- [Assignment]:
Using the records below, copy every line that holds the string "static".

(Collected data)
----

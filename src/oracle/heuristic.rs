//! Offline oracle scoring candidates from their own evidence.

use async_trait::async_trait;

use super::{ConfidenceOracle, EvaluationContext, OracleVerdict};
use crate::candidates::default_relation_name;
use crate::error::Result;

/// Scores a candidate from value-match quality, pair support, A-side coverage
/// and whether a sibling outranks it. Never calls out of process.
#[derive(Debug, Clone)]
pub struct HeuristicOracle {
    /// Pair count at which support reaches one half.
    support_half_point: f64,
    /// Multiplier applied when a sibling candidate ranks higher.
    outranked_penalty: f64,
}

impl Default for HeuristicOracle {
    fn default() -> Self {
        Self {
            support_half_point: 2.0,
            outranked_penalty: 0.8,
        }
    }
}

impl HeuristicOracle {
    fn value_quality(context: &EvaluationContext) -> f64 {
        let total: u64 = context.property_mappings.iter().map(|m| m.count.max(1)).sum();
        if total == 0 {
            return 0.0;
        }
        context
            .property_mappings
            .iter()
            .map(|m| m.value_match_quality * m.count.max(1) as f64)
            .sum::<f64>()
            / total as f64
    }

    fn support(&self, count: u64) -> f64 {
        let count = count as f64;
        count / (count + self.support_half_point)
    }

    pub fn score(&self, context: &EvaluationContext) -> f64 {
        let quality = Self::value_quality(context);
        let support = self.support(context.match_count);
        let coverage = context.source_coverage().unwrap_or(1.0);
        let outranked = context
            .siblings
            .iter()
            .any(|s| s.deep_match_quality > context.deep_match_quality);
        let penalty = if outranked { self.outranked_penalty } else { 1.0 };

        let score = quality * (0.5 + 0.5 * support) * (0.5 + 0.5 * coverage) * penalty;
        (score.clamp(0.0, 1.0) * 100.0).round() / 100.0
    }
}

#[async_trait]
impl ConfidenceOracle for HeuristicOracle {
    fn name(&self) -> &str {
        "heuristic"
    }

    async fn evaluate(&self, context: &EvaluationContext) -> Result<OracleVerdict> {
        let confidence = self.score(context);
        Ok(OracleVerdict {
            relation_name: default_relation_name(&context.entity_b_type),
            relation_confidence: Some(confidence),
            justification: format!(
                "{} {} value(s) match {} identity key {} across {} entity pair(s)",
                context.entity_a_type,
                context.entity_a_property,
                context.entity_b_type,
                context.entity_b_idkey_property,
                context.match_count
            ),
            thought: Some(format!(
                "value quality {:.2}, coverage {}, {} sibling(s)",
                Self::value_quality(context),
                context
                    .source_coverage()
                    .map(|c| format!("{:.2}", c))
                    .unwrap_or_else(|| "unknown".to_string()),
                context.siblings.len()
            )),
        })
    }
}
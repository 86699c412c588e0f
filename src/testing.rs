//! Shared helpers for unit tests.

use std::collections::VecDeque;
use std::path::PathBuf;
use std::sync::atomic::{AtomicUsize, Ordering};
use std::sync::Mutex;

use async_trait::async_trait;
use tempfile::TempDir;
use tokio::sync::Notify;

use crate::candidates::{pair_key_for, ExampleMatch, HeuristicObservation, PropertyMapping};
use crate::db::Db;
use crate::error::{Result, ReldiscoError};
use crate::matching::MatchType;
use crate::oracle::{ConfidenceOracle, EvaluationContext, OracleVerdict};

pub(crate) fn migrations_dir() -> PathBuf {
    PathBuf::from(env!("CARGO_MANIFEST_DIR")).join("migrations")
}

/// Fresh, migrated database in a temporary directory. Keep the `TempDir`
/// alive for as long as the database is used.
pub(crate) async fn temp_db() -> (Db, TempDir) {
    let temp_dir = TempDir::new().unwrap();
    let db = Db::new(temp_dir.path().join("reldisco.db"));
    db.migrate(migrations_dir()).await.unwrap();
    (db, temp_dir)
}

/// One exact simple-key observation of `a_type[name=a_name].a_prop` against
/// `b_type[b_prop=b_name]`.
pub(crate) fn simple_observation(
    a_type: &str,
    a_prop: &str,
    b_type: &str,
    b_prop: &str,
    a_name: &str,
    b_name: &str,
) -> HeuristicObservation {
    let a_sig = format!("{}[name={}]", a_type, a_name);
    let b_sig = format!("{}[{}={}]", b_type, b_prop, b_name);
    HeuristicObservation {
        entity_a_type: a_type.to_string(),
        entity_a_property: a_prop.to_string(),
        entity_b_type: b_type.to_string(),
        entity_b_idkey_property: b_prop.to_string(),
        is_entity_b_idkey_composite: false,
        property_mappings: vec![PropertyMapping::new(a_prop, b_prop, MatchType::Exact, 1.0)],
        deep_match_quality: 6.0,
        example: ExampleMatch {
            pair_key: pair_key_for(&a_sig, &b_sig),
            entity_a: a_sig,
            entity_b: b_sig,
            entity_a_value: b_name.to_string(),
            entity_b_value: b_name.to_string(),
        },
    }
}

/// Oracle returning queued answers, then a fixed default, counting calls.
pub(crate) struct ScriptedOracle {
    answers: Mutex<VecDeque<std::result::Result<OracleVerdict, String>>>,
    default_confidence: Option<f64>,
    calls: AtomicUsize,
    seen: Mutex<Vec<EvaluationContext>>,
}

impl ScriptedOracle {
    pub(crate) fn new(default_confidence: Option<f64>) -> Self {
        Self {
            answers: Mutex::new(VecDeque::new()),
            default_confidence,
            calls: AtomicUsize::new(0),
            seen: Mutex::new(Vec::new()),
        }
    }

    pub(crate) fn push_verdict(&self, relation_name: &str, confidence: Option<f64>) {
        self.answers.lock().unwrap().push_back(Ok(verdict(relation_name, confidence)));
    }

    pub(crate) fn push_error(&self, message: &str) {
        self.answers.lock().unwrap().push_back(Err(message.to_string()));
    }

    pub(crate) fn calls(&self) -> usize {
        self.calls.load(Ordering::SeqCst)
    }

    pub(crate) fn contexts(&self) -> Vec<EvaluationContext> {
        self.seen.lock().unwrap().clone()
    }
}

fn verdict(relation_name: &str, confidence: Option<f64>) -> OracleVerdict {
    OracleVerdict {
        relation_name: relation_name.to_string(),
        relation_confidence: confidence,
        justification: "scripted".to_string(),
        thought: None,
    }
}

#[async_trait]
impl ConfidenceOracle for ScriptedOracle {
    fn name(&self) -> &str {
        "scripted"
    }

    async fn evaluate(&self, context: &EvaluationContext) -> Result<OracleVerdict> {
        self.calls.fetch_add(1, Ordering::SeqCst);
        self.seen.lock().unwrap().push(context.clone());
        match self.answers.lock().unwrap().pop_front() {
            Some(Ok(answer)) => Ok(answer),
            Some(Err(message)) => Err(ReldiscoError::Oracle(message)),
            None => Ok(verdict("", self.default_confidence)),
        }
    }
}

/// Oracle that holds each call until released, for ordering concurrent
/// evaluations.
pub(crate) struct GatedOracle {
    answer: OracleVerdict,
    entered: Notify,
    release: Notify,
}

impl GatedOracle {
    pub(crate) fn new(relation_name: &str, confidence: Option<f64>) -> Self {
        Self {
            answer: verdict(relation_name, confidence),
            entered: Notify::new(),
            release: Notify::new(),
        }
    }

    /// Resolves once a call is waiting on the gate.
    pub(crate) async fn entered(&self) {
        self.entered.notified().await;
    }

    pub(crate) fn release(&self) {
        self.release.notify_one();
    }
}

#[async_trait]
impl ConfidenceOracle for GatedOracle {
    fn name(&self) -> &str {
        "gated"
    }

    async fn evaluate(&self, _context: &EvaluationContext) -> Result<OracleVerdict> {
        self.entered.notify_one();
        self.release.notified().await;
        Ok(self.answer.clone())
    }
}
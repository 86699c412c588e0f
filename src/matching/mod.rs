//! Value matching, identity-key resolution and deep-match quality.

pub mod idkey;
pub mod quality;
pub mod value;

pub use idkey::{identity_keys, identity_signature, IdentityKey, IdentityKeyKind};
pub use quality::{ambiguity_multiplier, deep_match_quality, simplicity_bonus};
pub use value::{is_matching, MatchResult, MatchType};
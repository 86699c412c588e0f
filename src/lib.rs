pub mod cache;
pub mod candidates;
pub mod config;
pub mod db;
pub mod engine;
pub mod entity;
pub mod error;
pub mod evaluation;
pub mod graph;
pub mod heuristics;
pub mod matching;
pub mod oracle;

#[cfg(test)]
pub(crate) mod testing;

pub use config::Config;
pub use engine::{FullRunOptions, FullRunSummary, RelationDiscoveryEngine};
pub use error::{ReldiscoError, Result};
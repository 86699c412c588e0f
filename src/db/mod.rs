use rusqlite::Connection;
use std::path::{Path, PathBuf};
use tokio::task;
use crate::error::{Result, ReldiscoError};

/// Pragmas applied to every connection.
///
/// WAL lets the evaluation pool read while a heuristics writer holds the lock;
/// busy_timeout makes concurrent writers queue instead of failing with SQLITE_BUSY.
const CONNECTION_PRAGMAS: &str = "PRAGMA journal_mode = WAL; \
     PRAGMA synchronous = NORMAL; \
     PRAGMA foreign_keys = ON; \
     PRAGMA busy_timeout = 10000; \
     PRAGMA temp_store = MEMORY; \
     PRAGMA cache_size = -65536; \
     PRAGMA wal_autocheckpoint = 1000;";

/// Database connection wrapper
#[derive(Debug, Clone)]
pub struct Db {
    path: PathBuf,
}

impl Db {
    /// Create a new database connection manager
    pub fn new<P: AsRef<Path>>(db_path: P) -> Self {
        Self {
            path: db_path.as_ref().to_path_buf(),
        }
    }

    /// Path of the underlying SQLite file
    pub fn path(&self) -> &Path {
        &self.path
    }

    /// Open a new database connection with the standard pragmas
    pub fn open_connection(&self) -> Result<Connection> {
        let conn = Connection::open(&self.path).map_err(ReldiscoError::Database)?;
        conn.execute_batch(CONNECTION_PRAGMAS)?;
        Ok(conn)
    }

    /// Execute a closure with a database connection in a blocking task
    pub async fn with_connection<F, T>(&self, f: F) -> Result<T>
    where
        F: FnOnce(&mut Connection) -> Result<T> + Send + 'static,
        T: Send + 'static,
    {
        let db = self.clone();
        task::spawn_blocking(move || {
            let mut conn = db.open_connection()?;
            f(&mut conn)
        })
        .await
        .map_err(|e| ReldiscoError::Config(format!("database task failed: {}", e)))?
    }

    /// Apply pending migrations from `migrations_dir`
    pub async fn migrate<P: AsRef<Path>>(&self, migrations_dir: P) -> Result<()> {
        let dir = migrations_dir.as_ref().to_path_buf();
        self.with_connection(move |conn| migrate::run_migrations(conn, &dir))
            .await
    }
}

pub mod migrate;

----

- [The completed task]:
        F: FnOnce(&mut Connection) -> Result<T> + Send + 'static,
        T: Send + 'static,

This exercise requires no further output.